TASK TO COMPLETE:
When a line in the records contains the string "Serialize", copy that line.

Items listed in a dataset
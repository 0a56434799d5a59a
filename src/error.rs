//! Error types for the asset management server

use axum::{
    http::StatusCode,
    response::{IntoResponse, Response},
    Json,
};
use thiserror::Error;
use validator::ValidationErrors;

use crate::api::response::ApiResponse;

/// PostgreSQL SQLSTATE for unique_violation
const UNIQUE_VIOLATION: &str = "23505";

/// Main application error type
#[derive(Error, Debug)]
pub enum AppError {
    #[error("Validation failed: {}", .0.join("; "))]
    Validation(Vec<String>),

    #[error("Not found: {0}")]
    NotFound(String),

    #[error("Business rule violation: {0}")]
    BusinessRule(String),

    #[error("Conflict: {0}")]
    Conflict(String),

    #[error("Bad request: {0}")]
    BadRequest(String),

    #[error("Database error: {0}")]
    Database(#[from] sqlx::Error),

    #[error("Internal server error: {0}")]
    Internal(String),
}

impl AppError {
    /// Map a unique-index violation to `Conflict`, leaving other database errors untouched
    pub fn on_unique_violation(err: sqlx::Error, message: &str) -> Self {
        match &err {
            sqlx::Error::Database(db) if db.code().as_deref() == Some(UNIQUE_VIOLATION) => {
                AppError::Conflict(message.to_string())
            }
            _ => AppError::Database(err),
        }
    }
}

impl From<ValidationErrors> for AppError {
    fn from(errors: ValidationErrors) -> Self {
        AppError::Validation(validation_messages(&errors))
    }
}

/// Flatten field errors into their messages, sorted so responses are stable
pub fn validation_messages(errors: &ValidationErrors) -> Vec<String> {
    let mut messages: Vec<String> = errors
        .field_errors()
        .values()
        .flat_map(|errs| errs.iter())
        .map(|e| {
            e.message
                .as_ref()
                .map(|m| m.to_string())
                .unwrap_or_else(|| e.code.to_string())
        })
        .collect();
    messages.sort();
    messages
}

impl IntoResponse for AppError {
    fn into_response(self) -> Response {
        let (status, message, errors) = match self {
            AppError::Validation(errors) => (
                StatusCode::BAD_REQUEST,
                "One or more validation errors occurred.".to_string(),
                errors,
            ),
            AppError::NotFound(msg) => (StatusCode::NOT_FOUND, msg, Vec::new()),
            AppError::BusinessRule(msg) => (StatusCode::UNPROCESSABLE_ENTITY, msg, Vec::new()),
            AppError::Conflict(msg) => (StatusCode::CONFLICT, msg, Vec::new()),
            AppError::BadRequest(msg) => (StatusCode::BAD_REQUEST, msg, Vec::new()),
            AppError::Database(e) => {
                tracing::error!("Database error: {:?}", e);
                (
                    StatusCode::INTERNAL_SERVER_ERROR,
                    "An error occurred while processing the request.".to_string(),
                    Vec::new(),
                )
            }
            AppError::Internal(msg) => {
                tracing::error!("Internal error: {}", msg);
                (
                    StatusCode::INTERNAL_SERVER_ERROR,
                    "Internal server error".to_string(),
                    Vec::new(),
                )
            }
        };

        (status, Json(ApiResponse::<()>::failure(message, errors))).into_response()
    }
}

/// Result type alias for application operations
pub type AppResult<T> = Result<T, AppError>;

#[cfg(test)]
mod tests {
    use super::*;
    use serde_json::Value;

    async fn body_json(response: Response) -> Value {
        let bytes = axum::body::to_bytes(response.into_body(), usize::MAX)
            .await
            .expect("body");
        serde_json::from_slice(&bytes).expect("json body")
    }

    #[tokio::test]
    async fn not_found_renders_failure_envelope() {
        let response = AppError::NotFound("Asset not found.".to_string()).into_response();
        assert_eq!(response.status(), StatusCode::NOT_FOUND);

        let body = body_json(response).await;
        assert_eq!(body["succeeded"], false);
        assert_eq!(body["message"], "Asset not found.");
        assert!(body["data"].is_null());
    }

    #[tokio::test]
    async fn validation_lists_every_message() {
        let response = AppError::Validation(vec![
            "Asset is required.".to_string(),
            "Assigned date is required.".to_string(),
        ])
        .into_response();
        assert_eq!(response.status(), StatusCode::BAD_REQUEST);

        let body = body_json(response).await;
        assert_eq!(body["errors"].as_array().map(|a| a.len()), Some(2));
    }

    #[tokio::test]
    async fn database_error_hides_details() {
        let response = AppError::Database(sqlx::Error::PoolTimedOut).into_response();
        assert_eq!(response.status(), StatusCode::INTERNAL_SERVER_ERROR);

        let body = body_json(response).await;
        assert_eq!(body["message"], "An error occurred while processing the request.");
        assert!(body["errors"].as_array().map(|a| a.is_empty()).unwrap_or(false));
    }

    #[test]
    fn non_unique_errors_stay_database_errors() {
        let err = AppError::on_unique_violation(sqlx::Error::RowNotFound, "duplicate");
        assert!(matches!(err, AppError::Database(_)));
    }
}
//! Ordering, page slicing and the paged response envelope shared by every listing.
//!
//! Repositories declare which fields a listing may be sorted by through a
//! [`SortColumns`] table; [`push_order_and_page`] appends the resulting
//! `ORDER BY ... LIMIT ... OFFSET ...` to a query that already carries its
//! filters. Services then wrap the rows and the pre-pagination count in a
//! [`PagedResponse`] whose navigation links come from [`UriService`].

use serde::Serialize;
use sqlx::{Postgres, QueryBuilder};

use crate::config::PaginationConfig;

/// 1-based page request
#[derive(Debug, Clone, Copy, PartialEq, Eq)]
pub struct PaginationFilter {
    pub page_index: i64,
    pub page_size: i64,
}

impl PaginationFilter {
    /// Build a filter from optional query values, clamped to sane bounds
    pub fn new(page_index: Option<i64>, page_size: Option<i64>, config: &PaginationConfig) -> Self {
        let max_page_size = config.max_page_size.max(1);
        Self {
            page_index: page_index.unwrap_or(1).max(1),
            page_size: page_size
                .unwrap_or(config.default_page_size)
                .clamp(1, max_page_size),
        }
    }

    /// Number of rows to skip: `(page_index - 1) * page_size`
    pub fn skip(&self) -> i64 {
        (self.page_index - 1).saturating_mul(self.page_size)
    }

    pub fn take(&self) -> i64 {
        self.page_size
    }
}

impl Default for PaginationFilter {
    fn default() -> Self {
        Self::new(None, None, &PaginationConfig::default())
    }
}

/// Requested ordering: a field name as the client knows it plus a direction
#[derive(Debug, Clone, Default, PartialEq, Eq)]
pub struct SortSpec {
    pub order_by: Option<String>,
    pub descending: bool,
}

impl SortSpec {
    pub fn new(order_by: Option<String>, descending: Option<bool>) -> Self {
        Self {
            order_by: order_by.filter(|s| !s.trim().is_empty()),
            descending: descending.unwrap_or(false),
        }
    }
}

/// Whitelist of sortable fields for one listing
#[derive(Debug)]
pub struct SortColumns {
    /// (client field name, SQL column expression)
    pub fields: &'static [(&'static str, &'static str)],
    /// Column used when no field, or an unknown field, is requested
    pub default: &'static str,
    /// Unique column appended to every ordering so pages never overlap
    pub tiebreaker: &'static str,
}

impl SortColumns {
    pub fn resolve(&self, order_by: Option<&str>) -> &'static str {
        order_by
            .and_then(|name| {
                self.fields
                    .iter()
                    .find(|(field, _)| field.eq_ignore_ascii_case(name.trim()))
                    .map(|(_, column)| *column)
            })
            .unwrap_or(self.default)
    }
}

/// Append ordering, then `LIMIT take OFFSET skip`
pub fn push_order_and_page(
    builder: &mut QueryBuilder<'_, Postgres>,
    columns: &SortColumns,
    sort: &SortSpec,
    page: &PaginationFilter,
) {
    let column = columns.resolve(sort.order_by.as_deref());
    let direction = if sort.descending { "DESC" } else { "ASC" };

    builder.push(" ORDER BY ").push(column).push(" ").push(direction);
    if column != columns.tiebreaker {
        builder.push(", ").push(columns.tiebreaker).push(" ASC");
    }
    builder.push(" LIMIT ").push_bind(page.take());
    builder.push(" OFFSET ").push_bind(page.skip());
}

/// `ceil(total_records / page_size)`
pub fn total_pages(total_records: i64, page_size: i64) -> i64 {
    if page_size <= 0 || total_records <= 0 {
        return 0;
    }
    (total_records + page_size - 1) / page_size
}

/// Builds absolute page URLs from the configured public base URL
#[derive(Debug, Clone)]
pub struct UriService {
    base_url: String,
}

impl UriService {
    pub fn new(base_url: impl Into<String>) -> Self {
        let base_url: String = base_url.into();
        Self {
            base_url: base_url.trim_end_matches('/').to_string(),
        }
    }

    pub fn page_uri(&self, route: &str, page_index: i64, page_size: i64) -> String {
        let separator = if route.contains('?') { '&' } else { '?' };
        format!(
            "{}{}{}pageIndex={}&pageSize={}",
            self.base_url, route, separator, page_index, page_size
        )
    }
}

/// Paged envelope: data plus paging metadata and navigation links
#[derive(Debug, Serialize)]
#[serde(rename_all = "camelCase")]
pub struct PagedResponse<T> {
    pub succeeded: bool,
    pub data: Vec<T>,
    pub page_index: i64,
    pub page_size: i64,
    pub total_pages: i64,
    pub total_records: i64,
    pub first_page: Option<String>,
    pub last_page: Option<String>,
    pub next_page: Option<String>,
    pub previous_page: Option<String>,
}

impl<T> PagedResponse<T> {
    pub fn new(
        data: Vec<T>,
        filter: &PaginationFilter,
        total_records: i64,
        uri: &UriService,
        route: &str,
    ) -> Self {
        let total_pages = total_pages(total_records, filter.page_size);
        let page = filter.page_index;
        let size = filter.page_size;

        let previous_page = (page > 1 && page <= total_pages)
            .then(|| uri.page_uri(route, page - 1, size));
        let next_page = (page < total_pages).then(|| uri.page_uri(route, page + 1, size));

        Self {
            succeeded: true,
            data,
            page_index: page,
            page_size: size,
            total_pages,
            total_records,
            first_page: Some(uri.page_uri(route, 1, size)),
            last_page: Some(uri.page_uri(route, total_pages.max(1), size)),
            next_page,
            previous_page,
        }
    }
}

/// Page-size defaults plus link building, shared by every listing service
#[derive(Debug, Clone)]
pub struct Paginator {
    config: PaginationConfig,
    uri: UriService,
}

impl Paginator {
    pub fn new(config: PaginationConfig, base_url: impl Into<String>) -> Self {
        Self {
            config,
            uri: UriService::new(base_url),
        }
    }

    pub fn filter(&self, page_index: Option<i64>, page_size: Option<i64>) -> PaginationFilter {
        PaginationFilter::new(page_index, page_size, &self.config)
    }

    /// Wrap one page of rows; `route` is the request path plus any non-paging query
    pub fn page<T>(
        &self,
        data: Vec<T>,
        filter: &PaginationFilter,
        total_records: i64,
        route: &str,
    ) -> PagedResponse<T> {
        PagedResponse::new(data, filter, total_records, &self.uri, route)
    }
}

impl Default for Paginator {
    fn default() -> Self {
        Self::new(PaginationConfig::default(), "http://localhost:8080")
    }
}
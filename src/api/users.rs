//! User management endpoints

use axum::{
    extract::{OriginalUri, Path, Query, State},
    http::StatusCode,
    Json,
};
use uuid::Uuid;

use crate::{
    error::AppResult,
    models::user::{CreateUser, User, UserQuery, UserSummary},
    pagination::PagedResponse,
};

use super::{paging_route, response::ApiResponse};

/// List users of a location with search and pagination
#[utoipa::path(
    get,
    path = "/users",
    tag = "users",
    params(UserQuery),
    responses(
        (status = 200, description = "Paged users", body = Vec<UserSummary>)
    )
)]
pub async fn list_users(
    State(state): State<crate::AppState>,
    OriginalUri(uri): OriginalUri,
    Query(query): Query<UserQuery>,
) -> AppResult<Json<PagedResponse<UserSummary>>> {
    let page = state.services.users.list(query, &paging_route(&uri)).await?;
    Ok(Json(page))
}

/// Get user details by ID
#[utoipa::path(
    get,
    path = "/users/{id}",
    tag = "users",
    params(("id" = Uuid, Path, description = "User ID")),
    responses(
        (status = 200, description = "User details", body = User),
        (status = 404, description = "User not found")
    )
)]
pub async fn get_user(
    State(state): State<crate::AppState>,
    Path(id): Path<Uuid>,
) -> AppResult<Json<ApiResponse<User>>> {
    let user = state.services.users.get_by_id(id).await?;
    Ok(Json(ApiResponse::data(user)))
}

/// Create a new user
#[utoipa::path(
    post,
    path = "/users",
    tag = "users",
    request_body = CreateUser,
    responses(
        (status = 201, description = "User created", body = User),
        (status = 400, description = "Validation failed"),
        (status = 409, description = "Username taken concurrently")
    )
)]
pub async fn create_user(
    State(state): State<crate::AppState>,
    Json(request): Json<CreateUser>,
) -> AppResult<(StatusCode, Json<ApiResponse<User>>)> {
    let created = state.services.users.create(request).await?;
    Ok((
        StatusCode::CREATED,
        Json(ApiResponse::success(created, "Create user successfully.")),
    ))
}

/// Disable a user
#[utoipa::path(
    delete,
    path = "/users/{id}",
    tag = "users",
    params(("id" = Uuid, Path, description = "User ID")),
    responses(
        (status = 200, description = "User disabled"),
        (status = 404, description = "User not found"),
        (status = 422, description = "User still holds assignments")
    )
)]
pub async fn delete_user(
    State(state): State<crate::AppState>,
    Path(id): Path<Uuid>,
) -> AppResult<Json<ApiResponse<()>>> {
    state.services.users.delete(id).await?;
    Ok(Json(ApiResponse::success((), "Disable user successfully.")))
}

ANSWER SECTION:
use serde::Serialize;
#[derive(Debug, Serialize)]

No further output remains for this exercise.